Becoming a Vet | Teen Ink

Becoming a Vet

November 14, 2007
By Anonymous

“You can’t be a vet,” Nancy, my riding coach, said. “You won’t have time to ride, and you won’t like it.”
My initial response was, why? Having my coach, of all people, tell me I couldn’t pursue my passion was the hardest thing. My heart dropped, and the lump in my throat grew bigger.
“Because you won’t have time to ride, and if you want to ride, you can’t be a vet. You’re going to need to make good money if you want to be in the Olympics, and go to the World Cup Finals.”
At that moment I knew where she was going with this.
“You can be a pharmacist,” Nancy said.

At first, it sounded like a good idea. I would make decent money, and have good hours. Right then and there, I switched what I wanted to do; I was going to be a pharmacist. My mom and dad always said, “No matter what you do, we will support you.” But this time, it was different. My dad knew something was wrong; he wasn’t satisfied with the fact I changed my dreams just for one person.
“Are you sure you don’t want to be a vet?” he would ask.
The only reason I had that was backing my decision was because I would be able to pursue my horseback riding dreams. I always wanted to go to the Olympics, and Nancy and I know I have the talent to make it.

That night, I was questioning whether or not I had made the right decision.
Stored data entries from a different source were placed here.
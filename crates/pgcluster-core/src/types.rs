use crate::error::{ProvisionError, Result};
use regex::Regex;
use serde::{Deserialize, Serialize};
use std::fmt;
use std::sync::OnceLock;

// ---------------------------------------------------------------------------
// Phase
// ---------------------------------------------------------------------------

#[derive(Debug, Clone, Copy, PartialEq, Eq, Hash, PartialOrd, Ord, Serialize, Deserialize)]
#[serde(rename_all = "snake_case")]
pub enum Phase {
    Init,
    Plan,
    Apply,
    DeriveInventory,
    RenderConfig,
    RunConfig,
}

impl Phase {
    pub fn all() -> &'static [Phase] {
        &[
            Phase::Init,
            Phase::Plan,
            Phase::Apply,
            Phase::DeriveInventory,
            Phase::RenderConfig,
            Phase::RunConfig,
        ]
    }

    pub fn as_str(self) -> &'static str {
        match self {
            Phase::Init => "init",
            Phase::Plan => "plan",
            Phase::Apply => "apply",
            Phase::DeriveInventory => "derive_inventory",
            Phase::RenderConfig => "render_config",
            Phase::RunConfig => "run_config",
        }
    }
}

impl fmt::Display for Phase {
    fn fmt(&self, f: &mut fmt::Formatter<'_>) -> fmt::Result {
        f.write_str(self.as_str())
    }
}

// ---------------------------------------------------------------------------
// PhaseResult
// ---------------------------------------------------------------------------

/// Outcome of a single pipeline phase. Never persisted.
#[derive(Debug, Clone, PartialEq, Serialize, Deserialize)]
pub struct PhaseResult {
    pub phase: Phase,
    pub succeeded: bool,
    pub stdout: String,
    pub stderr: String,
    /// `None` when the child was killed (signal or timeout) or the phase
    /// did not spawn a process.
    pub exit_code: Option<i32>,
    #[serde(default)]
    pub timed_out: bool,
    pub duration_ms: u64,
}

impl PhaseResult {
    /// Result for a phase that ran in-process rather than as an external tool.
    pub fn internal(phase: Phase, message: impl Into<String>, duration_ms: u64) -> Self {
        Self {
            phase,
            succeeded: true,
            stdout: message.into(),
            stderr: String::new(),
            exit_code: None,
            timed_out: false,
            duration_ms,
        }
    }
}

// ---------------------------------------------------------------------------
// ProvisioningRequest
// ---------------------------------------------------------------------------

pub const DEFAULT_MACHINE_CLASS: &str = "t2.micro";
pub const DEFAULT_REPLICA_COUNT: u32 = 1;
pub const MAX_REPLICA_COUNT: u32 = 32;

static MACHINE_CLASS_RE: OnceLock<Regex> = OnceLock::new();

fn machine_class_re() -> &'static Regex {
    MACHINE_CLASS_RE
        .get_or_init(|| Regex::new(r"^[a-z0-9][a-z0-9.\-]{0,63}$").expect("valid regex"))
}

/// Validated provisioning parameters. Construct through [`ProvisioningRequest::new`]
/// or deserialize (which runs the same validation).
#[derive(Debug, Clone, PartialEq, Eq, Serialize, Deserialize)]
#[serde(try_from = "RawProvisioningRequest")]
pub struct ProvisioningRequest {
    machine_class: String,
    replica_count: u32,
}

#[derive(Deserialize)]
struct RawProvisioningRequest {
    #[serde(default = "default_machine_class")]
    machine_class: String,
    #[serde(default = "default_replica_count")]
    replica_count: u32,
}

fn default_machine_class() -> String {
    DEFAULT_MACHINE_CLASS.to_string()
}

fn default_replica_count() -> u32 {
    DEFAULT_REPLICA_COUNT
}

impl TryFrom<RawProvisioningRequest> for ProvisioningRequest {
    type Error = ProvisionError;

    fn try_from(raw: RawProvisioningRequest) -> Result<Self> {
        ProvisioningRequest::new(raw.machine_class, raw.replica_count)
    }
}

impl Default for ProvisioningRequest {
    fn default() -> Self {
        Self {
            machine_class: default_machine_class(),
            replica_count: default_replica_count(),
        }
    }
}

impl ProvisioningRequest {
    pub fn new(machine_class: impl Into<String>, replica_count: u32) -> Result<Self> {
        let machine_class = machine_class.into();
        if !machine_class_re().is_match(&machine_class) {
            return Err(ProvisionError::InvalidRequest(format!(
                "machine class '{machine_class}' must be a lowercase identifier such as 't3.medium'"
            )));
        }
        if replica_count > MAX_REPLICA_COUNT {
            return Err(ProvisionError::InvalidRequest(format!(
                "replica count {replica_count} exceeds the maximum of {MAX_REPLICA_COUNT}"
            )));
        }
        Ok(Self {
            machine_class,
            replica_count,
        })
    }

    pub fn machine_class(&self) -> &str {
        &self.machine_class
    }

    pub fn replica_count(&self) -> u32 {
        self.replica_count
    }
}

// ---------------------------------------------------------------------------
// TuningRequest
// ---------------------------------------------------------------------------

pub const DEFAULT_MAX_CONNECTIONS: u32 = 100;
pub const DEFAULT_SHARED_BUFFERS: &str = "256MB";

static SIZE_RE: OnceLock<Regex> = OnceLock::new();

fn size_re() -> &'static Regex {
    SIZE_RE.get_or_init(|| Regex::new(r"^[0-9]+(kB|MB|GB|TB)?$").expect("valid regex"))
}

/// PostgreSQL tuning values as supplied by the caller.
///
/// `max_connections` accepts either a JSON number or a numeric string, so the
/// structural check happens in [`TuningRequest::validate`] and surfaces as a
/// render failure rather than a deserialization error.
#[derive(Debug, Clone, PartialEq, Eq, Serialize, Deserialize)]
pub struct TuningRequest {
    #[serde(default = "default_max_connections")]
    pub max_connections: serde_json::Value,
    #[serde(default = "default_shared_buffers")]
    pub shared_buffers: String,
}

fn default_max_connections() -> serde_json::Value {
    serde_json::Value::from(DEFAULT_MAX_CONNECTIONS)
}

fn default_shared_buffers() -> String {
    DEFAULT_SHARED_BUFFERS.to_string()
}

impl Default for TuningRequest {
    fn default() -> Self {
        Self {
            max_connections: default_max_connections(),
            shared_buffers: default_shared_buffers(),
        }
    }
}

/// Tuning values that passed validation.
#[derive(Debug, Clone, PartialEq, Eq, Serialize)]
pub struct Tuning {
    pub max_connections: u32,
    pub shared_buffers: String,
}

impl TuningRequest {
    pub fn new(max_connections: u32, shared_buffers: impl Into<String>) -> Self {
        Self {
            max_connections: serde_json::Value::from(max_connections),
            shared_buffers: shared_buffers.into(),
        }
    }

    pub fn validate(&self) -> Result<Tuning> {
        let max_connections = match &self.max_connections {
            serde_json::Value::Number(n) => n.as_u64(),
            serde_json::Value::String(s) => s.trim().parse::<u64>().ok(),
            _ => None,
        }
        .filter(|n| *n > 0)
        .and_then(|n| u32::try_from(n).ok())
        .ok_or_else(|| {
            ProvisionError::Render(format!(
                "max_connections must be a positive integer, got {}",
                self.max_connections
            ))
        })?;

        let shared_buffers = self.shared_buffers.trim();
        if !size_re().is_match(shared_buffers) {
            return Err(ProvisionError::Render(format!(
                "shared_buffers must be a size such as '256MB', got '{}'",
                self.shared_buffers
            )));
        }

        Ok(Tuning {
            max_connections,
            shared_buffers: shared_buffers.to_string(),
        })
    }
}

// ---------------------------------------------------------------------------
// Tests
// ---------------------------------------------------------------------------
A few weeks had passed with a loss of sleep, and much stressed out. Every night I would ask myself, “Was this really what I wanted to do?”
Then, the day came when my misery ended. One of my favorite equine veterinarians came to examine one of my horses. She, along with others, had always said that I should pursue my passion.
The moment came when she said, “Do you really want to be stuck inside all day, counting pills, and wearing a white lab coat?” I knew she was dramatizing a bit, but she made an excellent point. Right then, I knew that I couldn’t change my dreams to satisfy the ones of others. I mean, what if something happened where I couldn’t ride ever again. I made myself the saying; I can’t have a hobby without a job. The triumph was big for me; it was a moment where I found myself. I realized that I can’t live to satisfy others if I am not making myself happy. I plan to go onward with no fences; nobody can take me from pursuing my dreams. I made strong connections with the vets who know that I can do it. Though sadly I have disappointed my coach, I have learned that I need to make myself happy, and being an equine veterinarian will take me there.